OLEANDER GIRL: A NOVEL, by Chitra Banerjee Divakaruni  via indiebound.org
Oleander Girl: A Novel
Chitra Banerjee Divakaruni
Free Press (March 2013), hardcover (ISBN 1451695659 / 9781451695656)
Fiction, 304 pages

A version of this review was previously published in Shelf Awareness for Readers (March 29, 2013). Shelf Awareness provided a galley of this book (furnished by the publisher) in order to facilitate the review, and compensated me for its original publication.

Opening lines: “I’m swimming through a long, underwater cavern flecked with blue light, the cavern of love, with Rajat close behind me. We’re in a race, and so far I’m winning because this is my dream. Sometimes when I’m dreaming, I don’t know it, but tonight I do. Sometimes when I’m awake, I wonder if I’m dreaming. That, however, is another story.

I smile and feel my mouth filling with cool, silver bubbles. Rajat’s fingers brush the backs of my knees. Even in my dream I know that if I slow down just a bit, he’ll grab my waist and pull me to him for a mischievous kiss. Imagining that kiss sends a shudder of pleasure through me. But I don’t want it yet. The chase is too much fun.”

Book description, from the publisher’s website:
Orphaned at birth, seventeen-year-old Korobi Roy has enjoyed a sheltered childhood with her adoring grandparents. But she is troubled by the silence that surrounds her parents’ death and clings fiercely to her only inheritance from them: the love note she found in her mother’s book of poetry. Korobi dreams of one day finding a love as powerful as her parents’, and it seems her wish has come true when she meets the charming Rajat, the only son of a high-profile family.

But shortly after their engagement, a heart attack kills Korobi’s grandfather, revealing serious financial problems and a devastating secret about Korobi’s past. Shattered by this discovery and by her grandparents’ betrayal, Korobi undertakes a courageous search across post-9/11 America to find her true identity. Her dramatic, often startling journey will, ultimately, thrust her into the most difficult decision of her life.

Comments: Before she died in childbirth, Anu Roy instructed that if her baby was a girl, she was to be named “Korobi,” for the beautiful and unexpectedly resilient pink oleander flower. Growing up in her grandparents’ home in Kolkota, Korobi is well-loved and well-educated, and when the eighteen-year-old orphan gets engaged to prosperous Rajat Bose, adulthood seems to be falling perfectly into place for her.
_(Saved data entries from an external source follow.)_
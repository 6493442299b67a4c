//! Entity-specific variable resolution.
//!
//! One resolver exists per entity kind. Each one owns a fixed property table
//! for its prefixes and falls back to the entity's custom attributes and data
//! bag for anything not in the table.

mod category;
mod cms;
mod product;

use seo_catalog::{Entity, EntityType};

use crate::{ProcessorContext, RequestScope, TemplateError};
use crate::value::{to_text, traverse};

pub use category::{CategoryResolver, category_url};
pub use cms::{CmsPageResolver, page_url};
pub use product::{ProductResolver, media_url, product_url};

/// Resolves `prefix.property` paths against one kind of entity.
pub trait EntityResolver: Send + Sync {
    /// Entity kind this resolver serves.
    fn entity_type(&self) -> EntityType;

    /// Whether the resolver can serve `entity`.
    fn can_process(&self, entity: &Entity) -> bool {
        entity.entity_type() == self.entity_type()
    }

    /// Whether `prefix` (the first path segment) belongs to this resolver.
    fn is_entity_prefix(&self, prefix: &str) -> bool;

    /// Resolve a full path such as `["product", "name"]`.
    ///
    /// Returns `Ok(None)` when the property is unknown or empty-valued.
    ///
    /// # Errors
    ///
    /// Returns an error when a related entity lookup fails. The caller
    /// degrades that property to an empty string.
    fn entity_value(
        &self,
        ctx: &ProcessorContext,
        scope: &mut RequestScope,
        entity: &Entity,
        segments: &[&str],
    ) -> Result<Option<String>, TemplateError>;

    /// Variables this resolver understands, as `(variable, label)` pairs.
    fn entity_variables(&self) -> &'static [(&'static str, &'static str)];
}

/// Resolver for an entity kind.
#[must_use]
pub fn resolver_for(entity_type: EntityType) -> Box<dyn EntityResolver> {
    match entity_type {
        EntityType::Product => Box::new(ProductResolver),
        EntityType::Category => Box::new(CategoryResolver),
        EntityType::CmsPage => Box::new(CmsPageResolver),
    }
}

/// Custom attribute / data bag fallback, descending into `rest`.
fn attribute_fallback(entity: &Entity, property: &str, rest: &[&str]) -> Option<String> {
    let value = entity.attribute(property)?;
    traverse(&value, rest).map(to_text)
}

fn non_empty(value: String) -> Option<String> {
    if value.is_empty() { None } else { Some(value) }
}

fn opt_text(value: Option<&str>) -> String {
    value.unwrap_or_default().to_owned()
}

fn flag(value: bool) -> String {
    String::from(if value { "1" } else { "0" })
}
But nothing is perfect, and in both the Roy and Bose households, many things aren’t what they seem; the sudden death of Bimal Roy, Korobi’s grandfather, on the night of the engagement party is the first in a series of cracks in their foundations.
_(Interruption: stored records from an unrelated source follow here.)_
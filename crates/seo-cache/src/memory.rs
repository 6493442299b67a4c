//! In-process cache implementation.

use std::collections::{HashMap, HashSet};
use std::sync::RwLock;
use std::time::{Duration, Instant};

use crate::{Cache, CacheError};

struct Entry {
    value: Vec<u8>,
    tags: HashSet<String>,
    expires_at: Option<Instant>,
}

impl Entry {
    fn is_expired(&self, now: Instant) -> bool {
        self.expires_at.is_some_and(|at| at <= now)
    }
}

/// In-memory [`Cache`] with TTL and tag support.
///
/// Expired entries are dropped lazily on access. Suitable for tests, the CLI,
/// and single-process deployments.
#[derive(Default)]
pub struct MemoryCache {
    entries: RwLock<HashMap<String, Entry>>,
}

impl MemoryCache {
    /// Create an empty cache.
    #[must_use]
    pub fn new() -> Self {
        Self::default()
    }

    /// Number of live (non-expired) entries.
    ///
    /// # Panics
    ///
    /// Panics if the internal lock is poisoned.
    #[must_use]
    pub fn len(&self) -> usize {
        let now = Instant::now();
        self.entries
            .read()
            .unwrap()
            .values()
            .filter(|e| !e.is_expired(now))
            .count()
    }

    /// Whether the cache holds no live entries.
    #[must_use]
    pub fn is_empty(&self) -> bool {
        self.len() == 0
    }
}

impl Cache for MemoryCache {
    fn load(&self, key: &str) -> Result<Option<Vec<u8>>, CacheError> {
        let now = Instant::now();
        {
            let entries = self.entries.read().unwrap();
            match entries.get(key) {
                None => return Ok(None),
                Some(entry) if !entry.is_expired(now) => return Ok(Some(entry.value.clone())),
                Some(_) => {}
            }
        }
        self.entries.write().unwrap().remove(key);
        Ok(None)
    }

    fn save(
        &self,
        key: &str,
        value: &[u8],
        tags: &[&str],
        ttl: Option<Duration>,
    ) -> Result<(), CacheError> {
        let entry = Entry {
            value: value.to_vec(),
            tags: tags.iter().map(|t| (*t).to_owned()).collect(),
            // A lifetime past the clock's range never expires
            expires_at: ttl.and_then(|ttl| Instant::now().checked_add(ttl)),
        };
        self.entries.write().unwrap().insert(key.to_owned(), entry);
        Ok(())
    }

    fn remove(&self, key: &str) -> Result<bool, CacheError> {
        Ok(self.entries.write().unwrap().remove(key).is_some())
    }

    fn clean(&self, tags: &[&str]) -> Result<(), CacheError> {
        let mut entries = self.entries.write().unwrap();
        if tags.is_empty() {
            entries.clear();
        } else {
            entries.retain(|_, entry| !tags.iter().any(|t| entry.tags.contains(*t)));
        }
        Ok(())
    }
}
English: A photograph of Indian-American novel...
Indian-American novelist Chitra Banerjee Divakaruni (Photo credit: Wikipedia)

Korobi is the title character of Oleander Girl, but in telling her story, Chitra Banerjee Divakaruni (One Amazing Thing) also explores the stories of those around her, and it’s the intersections and overlaps of those stories that make this multiple-perspective novel engrossing reading. Korobi is uncovering long-held secrets that will permanently alter her sense of self, but she’s not the only one whose life is on the verge of change. Her grandmother is unprepared for her new widowhood; her fiancé’s efforts to settle his life before the wedding are complicated by his work and his previous girlfriend; and her search for answers thousands of miles from home may cause real harm, both physical and financial, to her future in-laws. All of these characters, and their relationships with one another, will be tested over the course of the three months between Korobi and Rajat’s engagement party and wedding date.

Divakaruni explores issues of class and politics in modern India and immigrant America within the context of Oleander Girl, but family issues are at the heart of the novel, and that gives it cross-cultural appeal. Told with empathy and intelligence, and accompanied by intrigue, the stories–and issues–of the Roy and Bose families should appeal to a broad range of fiction readers.